A New Book by ADHT’s Petya Andreeva | Fantastic Fauna From China to Crimea: Image-Making in Eurasian Nomadic Societies, 700 BCE-500 CE

Fantastic Fauna from China to Crimea
Image-Making in Eurasian Nomadic Societies, 700 BCE-500 CE

Explores the zoomorphic imagination and image-making of Eurasian nomads and their dynamic interactions with neighbouring sedentary empires

  • Presents hundreds of precious objects from tombs and hoards in present-day China, Mongolia, North Korea, Japan, South Siberia, Kazakhstan, Eastern Ukraine, Bulgaria and Hungary
  • Uses primary and secondary sources in Modern and Classical Chinese, Russian, Mongolian, Japanese and Bulgarian
  • Unmutes the historical voices of nomads by viewing them as independent thinkers, designers and politicians rather than mere intermediaries between sedentary empires
  • Highlights the funerary arts of the Saka, Pontic Scythians, Xirong, Donghu, Linhu, Xiongnu and Xianbei societies of Central Eurasia
  • Following the environmental turn in the humanities, provides an art historical perspective on human-animal entanglements in ancient societies
  • Offers interdisciplinary insights into Othering, cultural exchange and collective memory in the increasingly global ancient world

Numerous Iron-Age nomadic alliances flourished along the 5000-mile Eurasian steppe route. From Crimea to the Mongolian grassland, nomadic image-making was rooted in metonymically conveyed zoomorphic designs, creating an alternative ecological reality. The nomadic elite nucleus embraced this elaborate image system to construct collective memory in reluctant, diverse political alliances organised around shared geopolitical goals rather than ethnic ties. Largely known by the term “animal style”, this zoomorphic visual rhetoric became so ubiquitous across the Eurasian steppe network that it transcended border regions and reached the heartland of sedentary empires like China and Persia.

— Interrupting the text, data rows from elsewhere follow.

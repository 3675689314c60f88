//! Command-line configuration.

use clap::Parser;
use post_core::DEFAULT_BASE_URL;

/// Log filter used when `RUST_LOG` is unset; the submission events come
/// from `post_core`.
pub const DEFAULT_LOG_FILTER: &str = "post_cli=info,post_core=info";

/// Submit a post to an echo service and show what came back.
#[derive(Debug, Clone, Parser)]
#[command(name = "post-cli", version)]
pub struct Config {
    /// Base URL of the service; requests go to `<base-url>/posts`.
    #[arg(long, env = "POST_BASE_URL", default_value = DEFAULT_BASE_URL)]
    pub base_url: String,

    /// Title for a one-shot submission.
    #[arg(long)]
    pub title: Option<String>,

    /// Body for a one-shot submission.
    #[arg(long)]
    pub body: Option<String>,
}

/// How the binary drives the form.
#[derive(Debug, Clone, PartialEq, Eq)]
pub enum Mode {
    /// Submit once and exit. A missing field is sent to validation as empty.
    OneShot { title: String, body: String },
    /// Prompt on stdin until EOF.
    Interactive,
}

impl Config {
    pub fn mode(&self) -> Mode {
        if self.title.is_none() && self.body.is_none() {
            return Mode::Interactive;
        }
        Mode::OneShot {
            title: self.title.clone().unwrap_or_default(),
            body: self.body.clone().unwrap_or_default(),
        }
    }
}
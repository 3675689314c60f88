use std::process::ExitCode;

use anyhow::Result;
use clap::Parser;
use post_cli::{config, session, Config, Mode, ReqwestTransport};
use post_core::{PostClient, PostForm};
use tokio::io::BufReader;
use tracing::info;
use tracing_subscriber::{layer::SubscriberExt, util::SubscriberInitExt};

#[tokio::main]
async fn main() -> Result<ExitCode> {
    tracing_subscriber::registry()
        .with(
            tracing_subscriber::EnvFilter::try_from_default_env()
                .unwrap_or_else(|_| config::DEFAULT_LOG_FILTER.into()),
        )
        .with(tracing_subscriber::fmt::layer().with_writer(std::io::stderr))
        .init();

    let config = Config::parse();
    info!(base_url = %config.base_url, "starting");

    let mut form = PostForm::new(PostClient::new(&config.base_url));
    let transport = ReqwestTransport::default();
    let mut stdout = tokio::io::stdout();

    match config.mode() {
        Mode::OneShot { title, body } => {
            let ok = session::run_once(&mut form, &transport, &title, &body, &mut stdout).await?;
            Ok(if ok { ExitCode::SUCCESS } else { ExitCode::FAILURE })
        }
        Mode::Interactive => {
            let stdin = BufReader::new(tokio::io::stdin());
            session::run_interactive(&mut form, &transport, stdin, &mut stdout).await?;
            Ok(ExitCode::SUCCESS)
        }
    }
}
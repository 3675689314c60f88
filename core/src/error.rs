//! Error types for the post client and the submission flow.
//!
//! # Design
//! Three layers, one enum each. `ApiError` covers building and parsing
//! requests, `TransportError` covers the round-trip the host performs, and
//! `SubmitError` is what the form shows. The `Display` text of a
//! `SubmitError` is the message rendered to the user, so conversions into it
//! decide the wording.

use thiserror::Error;

/// Shown when the title or body is blank.
pub const VALIDATION_MESSAGE: &str = "제목과 내용을 모두 입력해주세요.";

/// Shown when a failure carries no text of its own.
pub const FALLBACK_MESSAGE: &str = "알 수 없는 오류가 발생했습니다.";

/// Errors returned by `PostClient` build and parse methods.
#[derive(Debug, Error)]
pub enum ApiError {
    /// The server answered with a status outside 2xx.
    #[error("HTTP error! status: {status}")]
    HttpError { status: u16, body: String },

    /// The response body could not be deserialized into a `Post`.
    #[error("{0}")]
    DeserializationError(String),

    /// The request payload could not be serialized to JSON.
    #[error("{0}")]
    SerializationError(String),
}

/// Failure to complete the HTTP round-trip at all.
#[derive(Debug, Clone, Error, PartialEq, Eq)]
pub enum TransportError {
    #[error("{0}")]
    Message(String),

    /// The transport failed without saying why.
    #[error("transport failed without a message")]
    Opaque,
}

impl TransportError {
    /// The failure text, if there is any worth showing.
    pub fn message(&self) -> Option<&str> {
        match self {
            TransportError::Message(msg) if !msg.trim().is_empty() => Some(msg),
            _ => None,
        }
    }
}

/// Outcome of a rejected or failed submission. `Display` is user-facing.
#[derive(Debug, Clone, Error, PartialEq, Eq)]
pub enum SubmitError {
    #[error("{}", VALIDATION_MESSAGE)]
    Validation,

    /// A submission is already outstanding.
    #[error("이미 전송 중입니다.")]
    InFlight,

    #[error("{0}")]
    RequestFailed(String),

    #[error("{}", FALLBACK_MESSAGE)]
    Unknown,

    /// A completion arrived for an attempt the form no longer waits on.
    #[error("stale completion ignored")]
    Stale,
}

impl SubmitError {
    fn from_text(text: String) -> Self {
        if text.trim().is_empty() {
            SubmitError::Unknown
        } else {
            SubmitError::RequestFailed(text)
        }
    }
}

impl From<ApiError> for SubmitError {
    fn from(err: ApiError) -> Self {
        match err {
            e @ ApiError::HttpError { .. } => SubmitError::RequestFailed(e.to_string()),
            ApiError::DeserializationError(msg) | ApiError::SerializationError(msg) => {
                SubmitError::from_text(msg)
            }
        }
    }
}

impl From<TransportError> for SubmitError {
    fn from(err: TransportError) -> Self {
        match err.message() {
            Some(msg) => SubmitError::RequestFailed(msg.to_string()),
            None => SubmitError::Unknown,
        }
    }
}
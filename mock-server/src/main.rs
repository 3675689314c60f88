use tokio::net::TcpListener;
use tracing::info;
use tracing_subscriber::{layer::SubscriberExt, util::SubscriberInitExt};

#[tokio::main]
async fn main() -> Result<(), std::io::Error> {
    tracing_subscriber::registry()
        .with(
            tracing_subscriber::EnvFilter::try_from_default_env()
                .unwrap_or_else(|_| "mock_server=debug".into()),
        )
        .with(tracing_subscriber::fmt::layer().with_writer(std::io::stderr))
        .init();

    let port = std::env::var("PORT").unwrap_or_else(|_| "3000".to_string());
    let addr = format!("127.0.0.1:{port}");
    let listener = TcpListener::bind(&addr).await?;
    info!(%addr, "listening");
    mock_server::run(listener).await
}
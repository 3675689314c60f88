//! Host side of the post client: real HTTP, terminal I/O, configuration.
//!
//! # Design
//! `post-core` never touches the network. This crate supplies the
//! `Transport` (reqwest), turns command-line flags into a `Config`, and runs
//! either a one-shot submission or an interactive prompt loop over any
//! async reader/writer pair, so tests can drive it without a terminal.

pub mod config;
pub mod render;
pub mod session;
pub mod transport;

pub use config::{Config, Mode};
pub use transport::ReqwestTransport;
impl Drop for InFlight<'_> {
    fn drop(&mut self) {
        if self.form.state.is_loading() && self.form.attempt == self.attempt {
            debug!(attempt = self.attempt, "submission dropped before completion");
            self.form.state = SubmissionState::Idle;
        }
    }
}

impl Default for PostForm {
    fn default() -> Self {
        Self::new(PostClient::default())
    }
}

#[cfg(test)]
mod tests {
    use pretty_assertions::assert_eq;

    use super::*;
    use crate::error::{FALLBACK_MESSAGE, VALIDATION_MESSAGE};
    use crate::transport::MockTransport;

    fn form(title: &str, body: &str) -> PostForm {
        let mut form = PostForm::new(PostClient::new("http://localhost:3000"));
        form.set_title(title);
        form.set_body(body);
        form
    }

    fn created(body: &str) -> Result<HttpResponse, TransportError> {
        Ok(HttpResponse {
            status: 201,
            headers: Vec::new(),
            body: body.to_string(),
        })
    }

    fn echoed() -> Post {
        Post {
            id: Some(1),
            title: "t".to_string(),
            body: "b".to_string(),
            user_id: 1,
        }
    }

    #[test]
    fn starts_idle_with_empty_drafts() {
        let form = PostForm::default();
        assert_eq!(form.title(), "");
        assert_eq!(form.body(), "");
        assert_eq!(form.state(), &SubmissionState::Idle);
        assert!(!form.is_loading());
        assert!(form.error().is_none());
        assert!(form.response().is_none());
    }

    #[tokio::test]
    async fn blank_drafts_never_reach_the_network() {
        for (title, body) in [("", "b"), ("t", ""), ("   ", "b"), ("t", "\n\t"), ("", "")] {
            let mut transport = MockTransport::new();
            transport.expect_execute().times(0);
            let mut form = form(title, body);

            let err = form.submit(&transport).await.unwrap_err();

            assert_eq!(err, SubmitError::Validation);
            assert_eq!(form.error(), Some(VALIDATION_MESSAGE));
            assert!(!form.is_loading());
            assert_eq!(form.title(), title);
        }
    }

    #[test]
    fn validation_failure_replaces_previous_response() {
        let mut form = form("t", "b");
        let pending = form.begin_submit().unwrap();
        form.complete(pending.attempt, created(r#"{"id":1,"title":"t","body":"b","userId":1}"#))
            .unwrap();
        assert!(form.response().is_some());

        form.begin_submit().unwrap_err();
        assert!(form.response().is_none());
        assert_eq!(form.error(), Some(VALIDATION_MESSAGE));
    }

    #[test]
    fn begin_enters_loading_and_complete_leaves_it() {
        let mut form = form("t", "b");
        let pending = form.begin_submit().unwrap();
        assert!(form.is_loading());
        assert!(form.error().is_none());
        assert!(form.response().is_none());

        let _ = form.complete(pending.attempt, Err(TransportError::Opaque));
        assert!(!form.is_loading());
    }

    #[test]
    fn pending_request_carries_current_draft() {
        let mut form = form("Hello", "World");
        let pending = form.begin_submit().unwrap();
        let body: serde_json::Value =
            serde_json::from_str(pending.request.body.as_deref().unwrap()).unwrap();
        assert_eq!(body, serde_json::json!({"title": "Hello", "body": "World", "userId": 1}));
    }

    #[tokio::test]
    async fn success_stores_response_and_clears_drafts() {
        let mut transport = MockTransport::new();
        transport
            .expect_execute()
            .times(1)
            .returning(|_| created(r#"{"id":1,"title":"t","body":"b","userId":1}"#));
        let mut form = form("t", "b");

        let post = form.submit(&transport).await.unwrap();

        assert_eq!(post, echoed());
        assert_eq!(form.state(), &SubmissionState::Succeeded(echoed()));
        assert_eq!(form.title(), "");
        assert_eq!(form.body(), "");
        assert!(form.error().is_none());
    }

    #[tokio::test]
    async fn http_failure_keeps_drafts() {
        let mut transport = MockTransport::new();
        transport.expect_execute().times(1).returning(|_| {
            Ok(HttpResponse {
                status: 500,
                headers: Vec::new(),
                body: "oops".to_string(),
            })
        });
        let mut form = form("t", "b");

        form.submit(&transport).await.unwrap_err();

        assert!(form.error().unwrap().contains("500"));
        assert!(form.response().is_none());
        assert_eq!(form.title(), "t");
        assert_eq!(form.body(), "b");
        assert!(!form.is_loading());
    }

    #[tokio::test]
    async fn transport_message_is_shown_verbatim() {
        let mut transport = MockTransport::new();
        transport
            .expect_execute()
            .returning(|_| Err(TransportError::Message("Network down".to_string())));
        let mut form = form("t", "b");

        form.submit(&transport).await.unwrap_err();

        assert_eq!(form.error(), Some("Network down"));
    }

    #[tokio::test]
    async fn opaque_failure_shows_fallback() {
        let mut transport = MockTransport::new();
        transport
            .expect_execute()
            .returning(|_| Err(TransportError::Opaque));
        let mut form = form("t", "b");

        let err = form.submit(&transport).await.unwrap_err();

        assert_eq!(err, SubmitError::Unknown);
        assert_eq!(form.error(), Some(FALLBACK_MESSAGE));
    }

    #[tokio::test]
    async fn malformed_body_surfaces_parse_error() {
        let mut transport = MockTransport::new();
        transport.expect_execute().returning(|_| created("<html>"));
        let mut form = form("t", "b");

        let err = form.submit(&transport).await.unwrap_err();

        assert!(matches!(err, SubmitError::RequestFailed(_)));
        assert!(form.response().is_none());
        assert_eq!(form.title(), "t");
    }

    #[tokio::test]
    async fn sequential_submissions_are_independent() {
        let mut transport = MockTransport::new();
        let mut seq = mockall::Sequence::new();
        transport
            .expect_execute()
            .times(1)
            .in_sequence(&mut seq)
            .returning(|_| Err(TransportError::Message("Network down".to_string())));
        transport
            .expect_execute()
            .times(2)
            .in_sequence(&mut seq)
            .returning(|_| created(r#"{"id":1,"title":"t","body":"b","userId":1}"#));
        let mut form = form("t", "b");

        form.submit(&transport).await.unwrap_err();
        form.submit(&transport).await.unwrap();
        assert!(form.error().is_none());

        form.set_title("t");
        form.set_body("b");
        form.submit(&transport).await.unwrap();
        assert_eq!(form.response(), Some(&echoed()));
        assert!(form.error().is_none());
    }

    #[test]
    fn second_begin_while_loading_is_rejected() {
        let mut form = form("t", "b");
        let first = form.begin_submit().unwrap();

        assert_eq!(form.begin_submit().unwrap_err(), SubmitError::InFlight);
        assert!(form.is_loading());

        form.complete(first.attempt, created(r#"{"id":1,"title":"t","body":"b","userId":1}"#))
            .unwrap();
        assert_eq!(form.response(), Some(&echoed()));
    }

    struct Stalled;

    #[async_trait::async_trait]
    impl Transport for Stalled {
        async fn execute(&self, _request: HttpRequest) -> Result<HttpResponse, TransportError> {
            std::future::pending().await
        }
    }

    #[tokio::test]
    async fn cancelled_submit_does_not_leave_form_loading() {
        let mut form = form("t", "b");

        let timed_out =
            tokio::time::timeout(std::time::Duration::from_millis(50), form.submit(&Stalled)).await;

        assert!(timed_out.is_err());
        assert!(!form.is_loading());
        assert_eq!(form.state(), &SubmissionState::Idle);
        assert_eq!(form.title(), "t");
        assert!(form.begin_submit().is_ok());
    }

    #[test]
    fn dropped_guard_abandons_attempt() {
        let mut form = form("t", "b");
        let (in_flight, _request) = form.start().unwrap();
        assert!(in_flight.form().is_loading());
        let attempt = in_flight.attempt();
        drop(in_flight);

        assert_eq!(form.state(), &SubmissionState::Idle);
        assert_eq!(
            form.complete(attempt, Err(TransportError::Opaque)).unwrap_err(),
            SubmitError::Stale
        );
    }

    #[test]
    fn completed_guard_keeps_result() {
        let mut form = form("t", "b");
        let (in_flight, _request) = form.start().unwrap();
        in_flight
            .complete(created(r#"{"id":1,"title":"t","body":"b","userId":1}"#))
            .unwrap();

        assert_eq!(form.state(), &SubmissionState::Succeeded(echoed()));
    }

    #[test]
    fn completion_after_reset_is_ignored() {
        let mut form = form("t", "b");
        let pending = form.begin_submit().unwrap();
        form.reset();

        let err = form
            .complete(pending.attempt, created(r#"{"id":1,"title":"t","body":"b","userId":1}"#))
            .unwrap_err();

        assert_eq!(err, SubmitError::Stale);
        assert_eq!(form.state(), &SubmissionState::Idle);
        assert_eq!(form.title(), "t");
    }

    #[test]
    fn completion_for_older_attempt_is_ignored() {
        let mut form = form("t", "b");
        let old = form.begin_submit().unwrap();
        form.reset();
        let current = form.begin_submit().unwrap();
        assert_ne!(old.attempt, current.attempt);

        assert_eq!(
            form.complete(old.attempt, Err(TransportError::Opaque)).unwrap_err(),
            SubmitError::Stale
        );
        assert!(form.is_loading());
    }
}
use std::fs::File;
use std::io;
use std::path::Path;

use serde::{Deserialize, Serialize};
use thiserror::Error;

use crate::core::SimTime;

#[derive(Debug, Error)]
pub enum ConfigError {
    #[error("failed to read configuration: {0}")]
    Io(#[from] io::Error),
    #[error("failed to parse configuration: {0}")]
    Parse(#[from] serde_yaml::Error),
    #[error("n_prio must be at least 1")]
    NoPriorityClasses,
    #[error("{name} must be positive and finite, got {value}")]
    BadTime { name: &'static str, value: f64 },
}

/// Run parameters. Times are in seconds of virtual time.
#[derive(Debug, Clone, Deserialize, Serialize)]
pub struct Config {
    /// Number of priority classes; the class domain is `1..=n_prio`.
    pub n_prio: usize,
    /// Whether a strictly more urgent arrival suspends the job in service.
    #[serde(default)]
    pub preemption: bool,
    /// Base service demand; class `c` jobs demand `avg_service_time * c`.
    pub avg_service_time: f64,
    /// Base inter-arrival mean; class `c` gaps have mean
    /// `avg_inter_arrival_time / c`.
    pub avg_inter_arrival_time: f64,
    /// Virtual-time horizon of the run.
    pub horizon: f64,
    #[serde(default)]
    pub seed: u64,
}

impl Config {
    pub fn from_yaml<R: io::Read>(reader: R) -> Result<Self, ConfigError> {
        let config: Config = serde_yaml::from_reader(reader)?;
        config.validate()?;
        Ok(config)
    }

    pub fn from_path<P: AsRef<Path>>(path: P) -> Result<Self, ConfigError> {
        Self::from_yaml(File::open(path)?)
    }

    pub fn validate(&self) -> Result<(), ConfigError> {
        if self.n_prio == 0 {
            return Err(ConfigError::NoPriorityClasses);
        }
        for (name, value) in [
            ("avg_service_time", self.avg_service_time),
            ("avg_inter_arrival_time", self.avg_inter_arrival_time),
            ("horizon", self.horizon),
        ] {
            if !(value.is_finite() && value > 0.0) {
                return Err(ConfigError::BadTime { name, value });
            }
        }
        Ok(())
    }

    pub fn horizon_time(&self) -> SimTime {
        SimTime::from_secs_f64(self.horizon)
    }
}

impl Default for Config {
    fn default() -> Self {
        Self {
            n_prio: 3,
            preemption: true,
            avg_service_time: 1.0,
            avg_inter_arrival_time: 10.0,
            horizon: 10_000.0,
            seed: 0,
        }
    }
}

#[cfg(test)]
mod tests {
    use super::*;
    use std::io::Cursor;

    #[test]
    fn parses_yaml() {
        let yaml = r#"
n_prio: 2
preemption: true
avg_service_time: 1.5
avg_inter_arrival_time: 8.0
horizon: 500.0
seed: 7"#;
        let config = Config::from_yaml(Cursor::new(yaml)).unwrap();
        assert_eq!(config.n_prio, 2);
        assert!(config.preemption);
        assert_eq!(config.seed, 7);
        assert_eq!(config.horizon_time(), SimTime::from_secs(500));
    }

    #[test]
    fn preemption_and_seed_default_off() {
        let yaml = r#"
n_prio: 1
avg_service_time: 1.0
avg_inter_arrival_time: 4.0
horizon: 10.0"#;
        let config = Config::from_yaml(Cursor::new(yaml)).unwrap();
        assert!(!config.preemption);
        assert_eq!(config.seed, 0);
    }

    #[test]
    fn rejects_zero_classes() {
        let config = Config {
            n_prio: 0,
            ..Config::default()
        };
        assert!(matches!(
            config.validate(),
            Err(ConfigError::NoPriorityClasses)
        ));
    }

    #[test]
    fn rejects_non_positive_times() {
        let config = Config {
            avg_service_time: -1.0,
            ..Config::default()
        };
        assert!(matches!(
            config.validate(),
            Err(ConfigError::BadTime { name: "avg_service_time", .. })
        ));
    }
}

This book shows how a shared fluency in animal-style design became a status-defining symbol and a bonding agent in opportunistic nomadic alliances, and was later adopted by their sedentary neighbours to showcase worldliness and control over the “Other”. In this study of enormous geographical scope, the author raises broader questions about the place of nomadic societies in the art-historical canon.